2022-12-01 12:33:40,143 Skipping deselected stream 'b0027128a7536ff7fe527be749953dd8c8440644a_dbt_artifacts-fct_dbt__test_executions'.
2022-12-01 12:33:40,143 Skipping deselected stream 'b0027128a7536ff7fe527be749953dd8c8440644a_meltano_hub-fact_hub_metrics'.
2022-12-01 12:33:40,144 Skipping deselected stream 'b0027128a7536ff7fe527be749953dd8c8440644a_meltano_hub-fact_repo_metrics'.
2022-12-01 12:33:40,144 Beginning full_table sync of 'b0027128a7536ff7fe527be749953dd8c8440644a_meltano_hub-fact_variant_hub_metrics'...
2022-12-01 12:33:40,144 Tap has custom mapper.

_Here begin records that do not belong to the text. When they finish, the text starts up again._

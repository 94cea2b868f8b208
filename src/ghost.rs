//! Ghost-hand selection.
//!
//! The ghost marks where a hand stood at a trigger moment (a lap tap, a
//! phase change). It is computed only at those moments and then drawn frozen
//! until the next trigger.

use crate::hand::{Hand, Rgb, SECONDS_PER_TURN};

/// Seconds after the top that still count as "arriving".
pub const WINDOW_AFTER_TOP: f64 = 2.0;
/// Seconds before the top that count as "arriving".
pub const WINDOW_BEFORE_TOP: f64 = 15.0;

#[derive(Debug, Clone, Copy, PartialEq)]
pub struct GhostHandTarget {
    angular_position_seconds: f64,
    color: Rgb,
    offset_seconds: f64,
}

impl GhostHandTarget {
    fn new(position: f64, hand: &Hand) -> Self {
        Self {
            angular_position_seconds: position.rem_euclid(SECONDS_PER_TURN),
            color: hand.color(),
            offset_seconds: hand.offset_seconds(),
        }
    }

    /// Frozen position on the face, always in `[0, 60)`.
    pub fn angular_position_seconds(&self) -> f64 {
        self.angular_position_seconds
    }

    pub fn color(&self) -> Rgb {
        self.color
    }

    /// Offset of the hand this target was taken from, so a session can keep
    /// following the same hand.
    pub fn offset_seconds(&self) -> f64 {
        self.offset_seconds
    }

    /// Re-freeze the same hand at a new base second.
    pub fn advanced_to(&self, base_seconds: f64) -> Self {
        Self {
            angular_position_seconds: (base_seconds + self.offset_seconds)
                .rem_euclid(SECONDS_PER_TURN),
            ..*self
        }
    }
}

fn in_window(position: f64) -> bool {
    position <= WINDOW_AFTER_TOP || position >= SECONDS_PER_TURN - WINDOW_BEFORE_TOP
}

fn distance_in_window(position: f64) -> f64 {
    if position <= WINDOW_AFTER_TOP {
        position
    } else {
        SECONDS_PER_TURN - position
    }
}

/// Pick the hand arriving at the top soonest.
///
/// Hands inside the approach window compete on distance to the top, the
/// first hand in iteration order winning ties. When no hand is in the window
/// the nearest hand overall wins and the target snaps to exactly `0`.
/// In single-hand mode the reference hand is returned at its true position.
///
/// Returns `None` only for an empty hand list.
pub fn select_ghost_hand(
    hands: &[Hand],
    base_seconds: f64,
    single_hand: bool,
) -> Option<GhostHandTarget> {
    if single_hand {
        let reference = hands.iter().find(|h| h.is_reference()).or(hands.first())?;
        return Some(GhostHandTarget::new(
            reference.position(base_seconds),
            reference,
        ));
    }

    let mut best: Option<(f64, &Hand, f64)> = None;
    for hand in hands {
        let position = hand.position(base_seconds);
        if !in_window(position) {
            continue;
        }
        let distance = distance_in_window(position);
        if best.map_or(true, |(d, _, _)| distance < d) {
            best = Some((distance, hand, position));
        }
    }
    if let Some((_, hand, position)) = best {
        return Some(GhostHandTarget::new(position, hand));
    }

    let mut closest: Option<(f64, &Hand)> = None;
    for hand in hands {
        let position = hand.position(base_seconds);
        let distance = position.min(SECONDS_PER_TURN - position);
        if closest.map_or(true, |(d, _)| distance < d) {
            closest = Some((distance, hand));
        }
    }
    closest.map(|(_, hand)| GhostHandTarget::new(0.0, hand))
}
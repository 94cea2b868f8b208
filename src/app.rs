use std::path::PathBuf;
use std::time::{SystemTime, UNIX_EPOCH};

use crossterm::event::{KeyCode, KeyEvent, KeyEventKind, KeyModifiers};
use log::{debug, info, warn};

use crate::app_dirs::AppDirs;
use crate::config::{Mode, Settings, SettingsStore};
use crate::cue::{Cue, CuePlayer, SilentPlayer};
use crate::error::{ClockError, Result};
use crate::export::{CsvExporter, SessionExport, SessionExporter};
use crate::format::format_millis;
use crate::hand::{base_seconds, default_hands, Hand, Rgb};
use crate::interval_editor::IntervalEditor;
use crate::interval_timer::{IntervalEffect, IntervalPhase, IntervalTap, IntervalTimer};
use crate::lap_timer::{FinishedSession, LapKind, LapStatus, LapTimer, TapOutcome};
use crate::render::{compose_frame, FaceLayout, FrameModel, GhostMarker, RenderLoop};
use crate::runtime::ClockEvent;
use crate::wake_lock::{LoggingWakeLock, WakeLock};

const COUNTDOWN_ACCENT: Rgb = Rgb::new(0x88, 0x88, 0x88);
const WORK_ACCENT: Rgb = Rgb::new(0x4d, 0xff, 0x88);
const REST_ACCENT: Rgb = Rgb::new(0x4d, 0xa3, 0xff);
const PAUSED_ACCENT: Rgb = Rgb::new(0xff, 0xd2, 0x4d);

/// Unix time in milliseconds.
pub fn wall_clock_ms() -> u64 {
    SystemTime::now()
        .duration_since(UNIX_EPOCH)
        .map(|d| d.as_millis() as u64)
        .unwrap_or_default()
}

/// Text shown next to the face.
#[derive(Debug, Clone, PartialEq, Eq)]
pub struct Readout {
    /// Large digital value (current interval or time remaining).
    pub digital: String,
    /// Session total.
    pub total: String,
    /// Mode-specific status line.
    pub status: String,
    /// Round line in interval mode, next-tap kind in lap mode.
    pub detail: String,
}

/// Whether the event loop keeps going after an event.
#[derive(Debug, Clone, Copy, PartialEq, Eq)]
pub enum Control {
    Continue,
    Quit,
}
impl IntervalTimer {
    pub fn new(config: IntervalConfig) -> Self {
        Self {
            config: config.sanitized(),
            next_config: None,
            phase: IntervalPhase::Waiting,
            current_round: 0,
            session_start: None,
            phase_deadline: None,
            paused_at: None,
            finished_at: None,
            last_beep: None,
            ghost: None,
            completed_rounds: Vec::new(),
            ticker: PollTicker::new(),
            delayed_cues: Scheduler::new(),
        }
    }

    /// Begin a session with the countdown phase.
    pub fn start(&mut self, now_ms: u64, hands: &[Hand], single_hand: bool) -> Vec<IntervalEffect> {
        if self.phase.is_active() {
            return Vec::new();
        }
        if self.phase == IntervalPhase::Done {
            self.reset();
        }
        if let Some(config) = self.next_config.take() {
            self.config = config;
        }

        self.session_start = Some(now_ms);
        self.finished_at = None;
        self.paused_at = None;
        self.current_round = 1;
        self.ghost = Self::pick_ghost(now_ms, hands, single_hand);
        self.enter(IntervalPhase::Countdown, now_ms);
        self.ticker.start();
        info!(
            "interval session started: {}s countdown, {}s work, {}s rest, rounds {:?}",
            self.config.countdown_secs,
            self.config.work_secs,
            self.config.rest_secs,
            self.config.total_rounds
        );

        vec![IntervalEffect::Transition(PhaseTransition {
            from: IntervalPhase::Waiting,
            to: IntervalPhase::Countdown,
            round: 1,
            at_ms: now_ms,
        })]
    }

    /// A tap starts an idle or finished timer and pauses/resumes a running one.
    pub fn tap(&mut self, now_ms: u64, hands: &[Hand], single_hand: bool) -> IntervalTap {
        match self.phase {
            IntervalPhase::Waiting | IntervalPhase::Done => {
                self.start(now_ms, hands, single_hand);
                IntervalTap::Started
            }
            _ => {
                if self.toggle_pause(now_ms) {
                    IntervalTap::Paused
                } else {
                    IntervalTap::Resumed
                }
            }
        }
    }

    /// Returns true when the timer is now paused. Ignored outside an active
    /// phase.
    pub fn toggle_pause(&mut self, now_ms: u64) -> bool {
        if !self.phase.is_active() {
            return false;
        }
        match self.paused_at.take() {
            None => {
                self.paused_at = Some(now_ms);
                debug!("interval timer paused in {}", self.phase);
                true
            }
            Some(paused_at) => {
                let pause_ms = now_ms.saturating_sub(paused_at);
                self.phase_deadline = self.phase_deadline.map(|d| d + pause_ms);
                self.session_start = self.session_start.map(|s| s + pause_ms);
                debug!("interval timer resumed after {pause_ms}ms");
                false
            }
        }
    }

    /// Evaluate the deadline. Only ticks carrying the current run's token
    /// are honoured.
    pub fn tick(&mut self, token: TickToken, now_ms: u64) -> Vec<IntervalEffect> {
        let mut effects = Vec::new();
        if !self.ticker.accepts(token) || self.paused_at.is_some() {
            return effects;
        }
        let Some(deadline) = self.phase_deadline else {
            return effects;
        };

        let remaining = deadline as i64 - now_ms as i64;
        if remaining > 0 {
            let whole_seconds = (remaining as u64).div_ceil(1000);
            if WARNING_SECONDS.contains(&whole_seconds) {
                let key = (self.phase, whole_seconds);
                if self.last_beep != Some(key) {
                    self.last_beep = Some(key);
                    self.push_cue(&mut effects, WARNING_CUE);
                }
            }
            return effects;
        }

        self.transition(now_ms, &mut effects);
        effects
    }

    /// Delayed cues (the completion sequence) that are due by `now_ms`.
    pub fn take_due_cues(&mut self, now_ms: u64) -> Vec<Cue> {
        self.delayed_cues.take_due(now_ms)
    }

    fn transition(&mut self, now_ms: u64, effects: &mut Vec<IntervalEffect>) {
        self.push_cue(effects, TRANSITION_CUE);
        self.ghost = self.ghost.map(|g| g.advanced_to(base_seconds(now_ms)));

        let from = self.phase;
        match from {
            IntervalPhase::Countdown => self.enter(IntervalPhase::Work, now_ms),
            IntervalPhase::Work => {
                self.completed_rounds.push(CompletedRound {
                    round: self.current_round,
                    completed_at_ms: now_ms,
                    session_elapsed_ms: self
                        .session_start
                        .map_or(0, |start| now_ms.saturating_sub(start)),
                });
                let last_round = self
                    .config
                    .total_rounds
                    .is_some_and(|total| self.current_round >= total);
                if last_round {
                    self.finish(now_ms);
                } else {
                    self.enter(IntervalPhase::Rest, now_ms);
                }
            }
            IntervalPhase::Rest => {
                self.current_round += 1;
                self.enter(IntervalPhase::Work, now_ms);
            }
            IntervalPhase::Waiting | IntervalPhase::Done => return,
        }

        effects.push(IntervalEffect::Transition(PhaseTransition {
            from,
            to: self.phase,
            round: self.current_round,
            at_ms: now_ms,
        }));
    }

    fn finish(&mut self, now_ms: u64) {
        self.phase = IntervalPhase::Done;
        self.phase_deadline = None;
        self.last_beep = None;
        self.finished_at = Some(now_ms);
        self.ticker.stop();
        if self.config.beep_enabled {
            for delay in COMPLETION_DELAYS_MS {
                self.delayed_cues.schedule(now_ms + delay, COMPLETION_CUE);
            }
        }
        info!("interval session done after {} rounds", self.current_round);
    }

    fn enter(&mut self, phase: IntervalPhase, now_ms: u64) {
        self.phase = phase;
        self.phase_deadline = Some(now_ms + self.config.phase_ms(phase));
        self.last_beep = None;
    }

    fn push_cue(&self, effects: &mut Vec<IntervalEffect>, cue: Cue) {
        if self.config.beep_enabled {
            effects.push(IntervalEffect::Cue(cue));
        }
    }

    fn pick_ghost(now_ms: u64, hands: &[Hand], single_hand: bool) -> Option<GhostHandTarget> {
        let base = base_seconds(now_ms);
        // Track the chosen hand at its real position, even when the selector
        // fell back to the top.
        select_ghost_hand(hands, base, single_hand).map(|g| g.advanced_to(base))
    }

    /// Cancel the session and go back to waiting. Completed rounds stay
    /// available for review.
    pub fn stop(&mut self) {
        self.ticker.stop();
        self.delayed_cues.cancel_all();
        self.phase = IntervalPhase::Waiting;
        self.current_round = 0;
        self.session_start = None;
        self.phase_deadline = None;
        self.paused_at = None;
        self.finished_at = None;
        self.last_beep = None;
        self.ghost = None;
        if let Some(config) = self.next_config.take() {
            self.config = config;
        }
    }

    pub fn reset(&mut self) {
        self.stop();
        self.completed_rounds.clear();
    }

    /// New settings apply immediately when idle, otherwise from the next
    /// session on.
    pub fn set_config(&mut self, config: IntervalConfig) {
        let config = config.sanitized();
        if self.phase.is_active() {
            self.next_config = Some(config);
        } else {
            self.config = config;
            self.next_config = None;
        }
    }

    /// Muting applies at once, including to a running session, and drops
    /// any completion cues still queued.
    pub fn set_beep_enabled(&mut self, enabled: bool) {
        self.config.beep_enabled = enabled;
        if let Some(next) = self.next_config.as_mut() {
            next.beep_enabled = enabled;
        }
        if !enabled {
            self.delayed_cues.cancel_all();
        }
    }

    /// Re-select the tracked hand, e.g. after the single-hand setting flips.
    pub fn retarget_ghost(&mut self, now_ms: u64, hands: &[Hand], single_hand: bool) {
        if self.session_start.is_some() && self.ghost.is_some() {
            self.ghost = Self::pick_ghost(now_ms, hands, single_hand);
        }
    }

    pub fn config(&self) -> IntervalConfig {
        self.next_config.unwrap_or(self.config)
    }

    pub fn phase(&self) -> IntervalPhase {
        self.phase
    }

    pub fn is_paused(&self) -> bool {
        self.paused_at.is_some()
    }

    pub fn current_round(&self) -> u32 {
        self.current_round
    }

    pub fn has_session(&self) -> bool {
        self.session_start.is_some()
    }

    pub fn ghost(&self) -> Option<&GhostHandTarget> {
        self.ghost.as_ref()
    }

    pub fn completed_rounds(&self) -> &[CompletedRound] {
        &self.completed_rounds
    }

    pub fn ticker_token(&self) -> Option<TickToken> {
        self.ticker.token()
    }

    pub fn phase_deadline(&self) -> Option<u64> {
        self.phase_deadline
    }

    /// Time left in the current phase; frozen while paused.
    pub fn remaining_ms(&self, now_ms: u64) -> Option<u64> {
        let at = self.paused_at.unwrap_or(now_ms);
        self.phase_deadline.map(|d| d.saturating_sub(at))
    }

    pub fn session_elapsed_ms(&self, now_ms: u64) -> Option<u64> {
        let end = self.finished_at.or(self.paused_at).unwrap_or(now_ms);
        self.session_start.map(|s| end.saturating_sub(s))
    }

    pub fn status_text(&self) -> String {
        if self.is_paused() {
            return "PAUSED".to_string();
        }
        match self.phase {
            IntervalPhase::Waiting => "TAP TO START".to_string(),
            IntervalPhase::Countdown => "GET READY".to_string(),
            IntervalPhase::Work => format!("WORK: {}", self.current_round),
            IntervalPhase::Rest => format!("REST: {}", self.current_round),
            IntervalPhase::Done => "DONE!".to_string(),
        }
    }

    pub fn rounds_text(&self) -> String {
        if self.current_round == 0 {
            return String::new();
        }
        match self.config.total_rounds {
            Some(total) => format!("Round {}/{}", self.current_round, total),
            None => format!("Round {}", self.current_round),
        }
    }
}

Using 1 provided map(s).
2022-12-01 12:33:40,164 Snowflake Connector for Python Version: 2.8.3, Python Version: 3.9.7, Platform: macOS-11.6.8-x86_64-i386-64bit
2022-12-01 12:33:40,164 This connection is in OCSP Fail Open Mode. TLS Certificates would be checked for validity and revocation status. Any other Certificate Revocation related exceptions or OCSP Responder failures would be disregarded in favor of connectivity.
2022-12-01 12:33:40,164 Setting use_openssl_only mode to False
2022-12-01 12:33:41,279 query: [select current_database(), current_schema();]
2022-12-01 12:33:41,446 query execution done
2022-12-01 12:33:41,446 Number of results in first chunk: 1
2022-12-01 12:33:41,447 query: [ROLLBACK]
2022-12-01 12:33:41,609 query execution done
2022-12-01 12:33:41,609 Number of results in first chunk: 1
2022-12-01 12:33:41,610 Snowflake Connector for Python Version: 2.8.3, Python Version: 3.9.7, Platform: macOS-11.6.8-x86_64-i386-64bit
2022-12-01 12:33:41,610 This connection is in OCSP Fail Open Mode. TLS Certificates would be checked for validity and revocation status. Any other Certificate Revocation related exceptions or OCSP Responder failures would be disregarded in favor of connectivity.
2022-12-01 12:33:42,481 query: [ROLLBACK]
2022-12-01 12:33:42,644 query execution done
2022-12-01 12:33:42,644 Number of results in first chunk: 1
2022-12-01 12:33:42,645 query: [select current_database(), current_schema();]
2022-12-01 12:33:42,834 query execution done
2022-12-01 12:33:42,834 Number of results in first chunk: 1
2022-12-01 12:33:42,835 query: [SHOW /* sqlalchemy:_get_schema_primary_keys */PRIMARY KEYS IN SCHEMA cicd_prod.b...]
2022-12-01 12:33:43,011 query execution done
2022-12-01 12:33:43,047 Number of results in first chunk: 0
2022-12-01 12:33:43,048 query: [SELECT /* sqlalchemy:_get_schema_columns */ ic.table_name, ic.column_name, ic.da...]
2022-12-01 12:33:43,726 query execution done
2022-12-01 12:33:43,726 Number of results in first chunk: 64
2022-12-01 12:33:43,728 query: [ROLLBACK]
2022-12-01 12:33:43,890 query execution done
2022-12-01 12:33:43,890 Number of results in first chunk: 1
2022-12-01 12:33:43,895 query: [SELECT b0027128a7536ff7fe527be749953dd8c8440644a_meltano_hub.fact_variant_hub_me...]
2022-12-01 12:33:44,112 query execution done
2022-12-01 12:33:44,112 Number of results in first chunk: 0

cc @kgpayne @edgarrmondragon

Biggest red flag from this output is that it's missing the logger name and log level that's creating that message: meltano/sdk#1232.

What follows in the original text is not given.